──────── Source information
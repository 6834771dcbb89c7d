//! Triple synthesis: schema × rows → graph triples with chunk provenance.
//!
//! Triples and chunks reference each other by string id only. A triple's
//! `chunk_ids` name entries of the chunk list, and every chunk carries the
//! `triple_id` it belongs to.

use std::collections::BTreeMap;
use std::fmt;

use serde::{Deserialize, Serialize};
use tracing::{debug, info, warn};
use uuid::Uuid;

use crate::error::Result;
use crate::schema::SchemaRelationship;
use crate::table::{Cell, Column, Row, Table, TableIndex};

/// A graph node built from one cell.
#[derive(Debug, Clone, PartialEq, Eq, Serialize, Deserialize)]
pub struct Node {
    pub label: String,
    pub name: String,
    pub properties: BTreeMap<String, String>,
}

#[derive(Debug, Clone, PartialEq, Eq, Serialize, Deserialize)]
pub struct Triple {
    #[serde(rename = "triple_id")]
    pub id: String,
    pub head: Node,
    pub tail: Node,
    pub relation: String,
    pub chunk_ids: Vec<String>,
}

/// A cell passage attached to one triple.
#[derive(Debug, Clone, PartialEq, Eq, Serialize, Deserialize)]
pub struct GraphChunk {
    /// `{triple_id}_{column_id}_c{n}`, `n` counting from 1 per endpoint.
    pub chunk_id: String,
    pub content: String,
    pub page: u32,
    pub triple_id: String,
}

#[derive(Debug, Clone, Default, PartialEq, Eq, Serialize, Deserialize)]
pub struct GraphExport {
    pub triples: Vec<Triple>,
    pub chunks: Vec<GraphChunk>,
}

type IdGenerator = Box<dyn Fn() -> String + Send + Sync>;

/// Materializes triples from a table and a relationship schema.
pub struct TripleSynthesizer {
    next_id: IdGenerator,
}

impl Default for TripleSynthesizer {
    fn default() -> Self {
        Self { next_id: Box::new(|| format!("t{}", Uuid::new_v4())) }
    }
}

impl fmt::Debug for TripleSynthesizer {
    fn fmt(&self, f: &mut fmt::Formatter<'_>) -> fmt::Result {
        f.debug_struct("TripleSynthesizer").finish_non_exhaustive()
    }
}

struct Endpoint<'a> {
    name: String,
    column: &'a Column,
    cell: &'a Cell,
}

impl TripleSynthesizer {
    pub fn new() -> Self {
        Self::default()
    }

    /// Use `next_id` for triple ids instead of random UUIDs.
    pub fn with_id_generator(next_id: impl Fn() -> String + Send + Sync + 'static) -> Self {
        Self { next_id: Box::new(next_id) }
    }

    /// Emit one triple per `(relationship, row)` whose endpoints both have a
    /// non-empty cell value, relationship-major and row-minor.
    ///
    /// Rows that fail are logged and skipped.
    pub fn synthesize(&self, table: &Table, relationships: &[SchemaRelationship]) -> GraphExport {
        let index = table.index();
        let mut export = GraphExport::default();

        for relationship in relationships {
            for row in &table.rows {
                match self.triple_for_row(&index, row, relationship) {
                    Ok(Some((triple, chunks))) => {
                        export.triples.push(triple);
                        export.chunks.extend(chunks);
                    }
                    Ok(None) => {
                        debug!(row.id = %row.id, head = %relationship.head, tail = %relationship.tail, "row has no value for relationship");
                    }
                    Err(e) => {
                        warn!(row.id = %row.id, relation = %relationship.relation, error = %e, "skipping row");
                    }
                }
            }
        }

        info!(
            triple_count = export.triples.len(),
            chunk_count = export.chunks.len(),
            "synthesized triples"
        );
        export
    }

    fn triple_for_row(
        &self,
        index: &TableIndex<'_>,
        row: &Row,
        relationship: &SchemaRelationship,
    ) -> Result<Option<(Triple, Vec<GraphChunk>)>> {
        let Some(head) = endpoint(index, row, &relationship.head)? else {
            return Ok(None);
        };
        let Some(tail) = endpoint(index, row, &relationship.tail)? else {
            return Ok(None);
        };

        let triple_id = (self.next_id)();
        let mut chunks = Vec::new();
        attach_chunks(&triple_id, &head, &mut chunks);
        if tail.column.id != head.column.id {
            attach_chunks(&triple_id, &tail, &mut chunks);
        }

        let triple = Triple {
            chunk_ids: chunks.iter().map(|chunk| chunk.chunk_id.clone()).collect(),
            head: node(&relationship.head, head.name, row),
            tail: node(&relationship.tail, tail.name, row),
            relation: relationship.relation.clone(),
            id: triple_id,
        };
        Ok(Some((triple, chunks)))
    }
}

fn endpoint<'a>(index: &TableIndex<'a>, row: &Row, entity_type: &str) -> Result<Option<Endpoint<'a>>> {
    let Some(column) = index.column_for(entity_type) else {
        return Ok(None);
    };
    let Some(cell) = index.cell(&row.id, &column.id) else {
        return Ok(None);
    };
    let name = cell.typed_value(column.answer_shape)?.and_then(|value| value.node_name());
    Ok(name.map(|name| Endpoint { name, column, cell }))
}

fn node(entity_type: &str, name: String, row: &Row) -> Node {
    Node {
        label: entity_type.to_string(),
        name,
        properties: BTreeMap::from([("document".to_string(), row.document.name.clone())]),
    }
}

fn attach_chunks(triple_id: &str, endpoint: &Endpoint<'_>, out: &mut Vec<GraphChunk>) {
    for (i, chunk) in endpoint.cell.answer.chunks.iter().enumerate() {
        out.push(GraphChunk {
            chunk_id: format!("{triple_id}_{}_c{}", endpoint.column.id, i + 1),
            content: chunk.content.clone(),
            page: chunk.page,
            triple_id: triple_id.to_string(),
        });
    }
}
────────────────
What you need to do:
The answer must be every line of the data that holds the word "error".

Output for this exercise:
use crate::error::Result;
                        warn!(row.id = %row.id, relation = %relationship.relation, error = %e, "skipping row");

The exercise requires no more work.